EXERCISE AIM
For the material below, return exactly the lines starting at the one holding "send(app, request(Method::GET, uri, Some(token), None)).await" and ending at the one holding "return its id.", counting both as part of the range.

--------------------------------------------------

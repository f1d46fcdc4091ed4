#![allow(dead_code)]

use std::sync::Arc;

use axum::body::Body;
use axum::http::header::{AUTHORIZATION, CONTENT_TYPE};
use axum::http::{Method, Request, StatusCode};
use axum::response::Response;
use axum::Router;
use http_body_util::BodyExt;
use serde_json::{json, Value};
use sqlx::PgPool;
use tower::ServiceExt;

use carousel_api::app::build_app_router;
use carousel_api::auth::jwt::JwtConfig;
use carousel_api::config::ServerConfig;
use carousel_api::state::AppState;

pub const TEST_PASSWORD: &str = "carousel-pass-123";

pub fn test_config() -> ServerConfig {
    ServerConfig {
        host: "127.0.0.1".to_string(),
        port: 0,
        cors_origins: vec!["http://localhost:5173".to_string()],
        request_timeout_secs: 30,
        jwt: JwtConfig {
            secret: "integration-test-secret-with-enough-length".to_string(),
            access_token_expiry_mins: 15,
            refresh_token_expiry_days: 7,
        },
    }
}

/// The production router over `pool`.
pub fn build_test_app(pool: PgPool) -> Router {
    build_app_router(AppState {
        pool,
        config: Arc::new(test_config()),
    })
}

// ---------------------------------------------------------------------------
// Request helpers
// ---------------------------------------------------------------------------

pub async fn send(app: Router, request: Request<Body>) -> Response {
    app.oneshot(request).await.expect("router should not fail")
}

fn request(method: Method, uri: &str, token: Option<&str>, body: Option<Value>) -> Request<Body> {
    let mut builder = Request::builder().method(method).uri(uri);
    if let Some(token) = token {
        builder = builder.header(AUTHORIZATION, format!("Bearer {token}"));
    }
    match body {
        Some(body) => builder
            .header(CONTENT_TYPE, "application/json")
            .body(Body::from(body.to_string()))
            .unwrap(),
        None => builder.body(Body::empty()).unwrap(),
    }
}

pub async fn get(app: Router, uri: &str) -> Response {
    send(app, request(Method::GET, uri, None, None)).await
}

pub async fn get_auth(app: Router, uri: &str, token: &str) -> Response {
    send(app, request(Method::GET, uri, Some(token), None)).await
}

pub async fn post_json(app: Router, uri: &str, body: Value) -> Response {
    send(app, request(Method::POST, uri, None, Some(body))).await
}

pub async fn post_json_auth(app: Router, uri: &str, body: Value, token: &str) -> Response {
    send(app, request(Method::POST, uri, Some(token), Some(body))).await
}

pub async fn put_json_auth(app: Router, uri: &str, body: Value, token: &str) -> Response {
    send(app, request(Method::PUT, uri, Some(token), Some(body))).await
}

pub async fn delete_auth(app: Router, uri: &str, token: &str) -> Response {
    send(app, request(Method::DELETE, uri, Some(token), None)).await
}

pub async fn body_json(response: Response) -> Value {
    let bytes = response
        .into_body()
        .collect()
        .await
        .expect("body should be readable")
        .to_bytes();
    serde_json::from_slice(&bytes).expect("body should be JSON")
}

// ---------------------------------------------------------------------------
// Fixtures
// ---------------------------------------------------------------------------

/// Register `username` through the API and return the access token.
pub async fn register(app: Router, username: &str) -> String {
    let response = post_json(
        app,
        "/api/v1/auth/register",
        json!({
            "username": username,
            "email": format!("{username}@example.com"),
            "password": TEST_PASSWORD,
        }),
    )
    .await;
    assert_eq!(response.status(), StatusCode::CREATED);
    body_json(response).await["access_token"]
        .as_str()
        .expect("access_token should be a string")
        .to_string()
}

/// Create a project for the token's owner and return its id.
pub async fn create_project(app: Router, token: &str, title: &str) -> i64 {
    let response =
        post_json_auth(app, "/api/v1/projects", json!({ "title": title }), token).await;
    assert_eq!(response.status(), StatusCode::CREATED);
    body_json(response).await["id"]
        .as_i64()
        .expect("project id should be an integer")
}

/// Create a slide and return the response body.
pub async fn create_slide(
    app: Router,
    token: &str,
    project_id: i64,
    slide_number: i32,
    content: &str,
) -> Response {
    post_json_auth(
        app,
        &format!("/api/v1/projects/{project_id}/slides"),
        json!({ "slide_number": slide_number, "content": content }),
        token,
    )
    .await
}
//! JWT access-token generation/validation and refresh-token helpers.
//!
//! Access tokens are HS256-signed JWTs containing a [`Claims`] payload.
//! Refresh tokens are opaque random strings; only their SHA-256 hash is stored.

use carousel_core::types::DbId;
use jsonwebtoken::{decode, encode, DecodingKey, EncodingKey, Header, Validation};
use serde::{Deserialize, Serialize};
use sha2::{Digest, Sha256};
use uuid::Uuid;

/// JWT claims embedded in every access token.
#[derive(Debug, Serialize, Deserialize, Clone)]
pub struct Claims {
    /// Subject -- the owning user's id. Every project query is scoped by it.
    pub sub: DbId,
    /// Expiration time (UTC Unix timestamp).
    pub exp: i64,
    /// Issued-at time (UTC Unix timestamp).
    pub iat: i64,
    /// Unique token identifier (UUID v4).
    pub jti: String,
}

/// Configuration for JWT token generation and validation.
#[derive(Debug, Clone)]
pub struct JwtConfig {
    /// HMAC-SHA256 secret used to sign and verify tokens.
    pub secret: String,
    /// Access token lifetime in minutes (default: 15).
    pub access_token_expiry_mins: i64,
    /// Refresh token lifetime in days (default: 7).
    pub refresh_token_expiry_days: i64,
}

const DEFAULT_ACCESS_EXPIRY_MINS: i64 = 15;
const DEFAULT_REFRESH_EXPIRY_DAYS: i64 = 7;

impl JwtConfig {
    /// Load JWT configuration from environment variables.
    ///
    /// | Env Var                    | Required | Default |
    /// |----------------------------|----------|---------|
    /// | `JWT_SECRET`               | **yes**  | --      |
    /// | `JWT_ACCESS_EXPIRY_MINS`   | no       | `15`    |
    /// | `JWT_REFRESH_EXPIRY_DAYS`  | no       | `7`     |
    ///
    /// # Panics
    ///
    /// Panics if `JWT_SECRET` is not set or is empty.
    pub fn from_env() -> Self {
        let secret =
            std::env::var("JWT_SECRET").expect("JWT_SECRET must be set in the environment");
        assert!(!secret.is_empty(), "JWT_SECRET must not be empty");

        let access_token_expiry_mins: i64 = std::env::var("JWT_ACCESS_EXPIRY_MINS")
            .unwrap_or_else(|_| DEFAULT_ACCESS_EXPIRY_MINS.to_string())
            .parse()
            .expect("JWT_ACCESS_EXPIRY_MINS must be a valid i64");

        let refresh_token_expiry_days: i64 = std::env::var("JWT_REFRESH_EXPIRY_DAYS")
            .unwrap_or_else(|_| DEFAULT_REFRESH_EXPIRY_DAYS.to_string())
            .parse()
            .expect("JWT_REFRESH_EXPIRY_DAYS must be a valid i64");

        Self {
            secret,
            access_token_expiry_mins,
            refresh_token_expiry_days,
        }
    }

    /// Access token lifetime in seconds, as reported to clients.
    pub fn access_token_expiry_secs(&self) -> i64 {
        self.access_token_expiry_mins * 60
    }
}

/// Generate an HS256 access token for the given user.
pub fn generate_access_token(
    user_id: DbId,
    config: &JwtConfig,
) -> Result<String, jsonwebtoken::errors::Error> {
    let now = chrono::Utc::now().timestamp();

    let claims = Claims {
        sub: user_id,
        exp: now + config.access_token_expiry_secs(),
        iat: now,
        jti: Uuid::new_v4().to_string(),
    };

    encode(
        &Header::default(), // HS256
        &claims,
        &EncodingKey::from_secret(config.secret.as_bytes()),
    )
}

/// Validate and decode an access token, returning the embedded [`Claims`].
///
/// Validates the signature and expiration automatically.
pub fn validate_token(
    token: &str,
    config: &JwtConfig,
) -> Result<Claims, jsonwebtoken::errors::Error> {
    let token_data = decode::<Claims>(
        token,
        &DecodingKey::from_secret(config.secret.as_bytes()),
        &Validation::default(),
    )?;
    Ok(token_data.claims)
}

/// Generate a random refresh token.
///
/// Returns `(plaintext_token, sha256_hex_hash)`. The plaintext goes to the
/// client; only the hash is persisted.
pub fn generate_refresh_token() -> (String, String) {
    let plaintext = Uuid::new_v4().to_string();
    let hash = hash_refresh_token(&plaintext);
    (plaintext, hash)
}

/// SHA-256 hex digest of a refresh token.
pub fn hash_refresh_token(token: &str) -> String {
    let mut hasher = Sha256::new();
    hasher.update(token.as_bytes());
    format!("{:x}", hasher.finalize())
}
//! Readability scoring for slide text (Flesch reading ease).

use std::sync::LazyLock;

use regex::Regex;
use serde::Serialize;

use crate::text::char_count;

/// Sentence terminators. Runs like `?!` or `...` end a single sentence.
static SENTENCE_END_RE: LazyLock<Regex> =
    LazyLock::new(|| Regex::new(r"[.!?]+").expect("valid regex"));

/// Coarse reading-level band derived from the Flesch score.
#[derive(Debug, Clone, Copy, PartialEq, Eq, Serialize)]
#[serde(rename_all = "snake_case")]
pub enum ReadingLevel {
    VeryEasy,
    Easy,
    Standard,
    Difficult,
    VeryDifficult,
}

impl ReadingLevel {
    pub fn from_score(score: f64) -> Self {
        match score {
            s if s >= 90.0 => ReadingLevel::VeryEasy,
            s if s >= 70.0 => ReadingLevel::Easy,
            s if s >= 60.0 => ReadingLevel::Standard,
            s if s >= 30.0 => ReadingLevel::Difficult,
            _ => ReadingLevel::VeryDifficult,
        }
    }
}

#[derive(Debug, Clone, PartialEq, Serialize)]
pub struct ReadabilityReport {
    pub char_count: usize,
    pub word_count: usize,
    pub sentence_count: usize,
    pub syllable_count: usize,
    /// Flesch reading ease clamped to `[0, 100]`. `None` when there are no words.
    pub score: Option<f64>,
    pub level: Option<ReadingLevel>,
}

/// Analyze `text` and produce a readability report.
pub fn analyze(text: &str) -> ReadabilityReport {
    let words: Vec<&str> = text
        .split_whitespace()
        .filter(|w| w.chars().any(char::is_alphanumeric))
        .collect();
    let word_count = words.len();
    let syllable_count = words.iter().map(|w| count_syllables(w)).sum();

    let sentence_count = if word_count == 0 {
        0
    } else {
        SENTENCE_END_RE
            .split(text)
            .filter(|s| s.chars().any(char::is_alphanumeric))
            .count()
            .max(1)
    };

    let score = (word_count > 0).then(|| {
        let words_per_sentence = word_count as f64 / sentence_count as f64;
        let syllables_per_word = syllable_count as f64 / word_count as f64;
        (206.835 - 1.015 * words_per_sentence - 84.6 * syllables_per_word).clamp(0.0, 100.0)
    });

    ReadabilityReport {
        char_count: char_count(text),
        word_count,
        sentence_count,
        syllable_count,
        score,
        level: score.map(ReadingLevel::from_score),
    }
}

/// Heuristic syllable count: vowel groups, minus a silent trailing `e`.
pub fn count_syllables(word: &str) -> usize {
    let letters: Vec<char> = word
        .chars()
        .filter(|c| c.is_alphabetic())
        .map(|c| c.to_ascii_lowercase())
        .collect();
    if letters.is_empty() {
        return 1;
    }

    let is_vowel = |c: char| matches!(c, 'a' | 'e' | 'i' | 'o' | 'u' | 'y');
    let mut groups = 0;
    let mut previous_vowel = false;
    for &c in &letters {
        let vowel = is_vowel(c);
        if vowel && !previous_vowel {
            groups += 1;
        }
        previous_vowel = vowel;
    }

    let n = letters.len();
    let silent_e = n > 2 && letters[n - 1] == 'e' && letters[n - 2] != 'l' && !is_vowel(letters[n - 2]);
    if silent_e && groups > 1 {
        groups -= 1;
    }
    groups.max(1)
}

--------------------------------------------------

TASK RESULT
    send(app, request(Method::GET, uri, Some(token), None)).await
}

pub async fn post_json(app: Router, uri: &str, body: Value) -> Response {
    send(app, request(Method::POST, uri, None, Some(body))).await
}

pub async fn post_json_auth(app: Router, uri: &str, body: Value, token: &str) -> Response {
    send(app, request(Method::POST, uri, Some(token), Some(body))).await
}

pub async fn put_json_auth(app: Router, uri: &str, body: Value, token: &str) -> Response {
    send(app, request(Method::PUT, uri, Some(token), Some(body))).await
}

pub async fn delete_auth(app: Router, uri: &str, token: &str) -> Response {
    send(app, request(Method::DELETE, uri, Some(token), None)).await
}

pub async fn body_json(response: Response) -> Value {
    let bytes = response
        .into_body()
        .collect()
        .await
        .expect("body should be readable")
        .to_bytes();
    serde_json::from_slice(&bytes).expect("body should be JSON")
}

// ---------------------------------------------------------------------------
// Fixtures
// ---------------------------------------------------------------------------

/// Register `username` through the API and return the access token.
pub async fn register(app: Router, username: &str) -> String {
    let response = post_json(
        app,
        "/api/v1/auth/register",
        json!({
            "username": username,
            "email": format!("{username}@example.com"),
            "password": TEST_PASSWORD,
        }),
    )
    .await;
    assert_eq!(response.status(), StatusCode::CREATED);
    body_json(response).await["access_token"]
        .as_str()
        .expect("access_token should be a string")
        .to_string()
}

/// Create a project for the token's owner and return its id.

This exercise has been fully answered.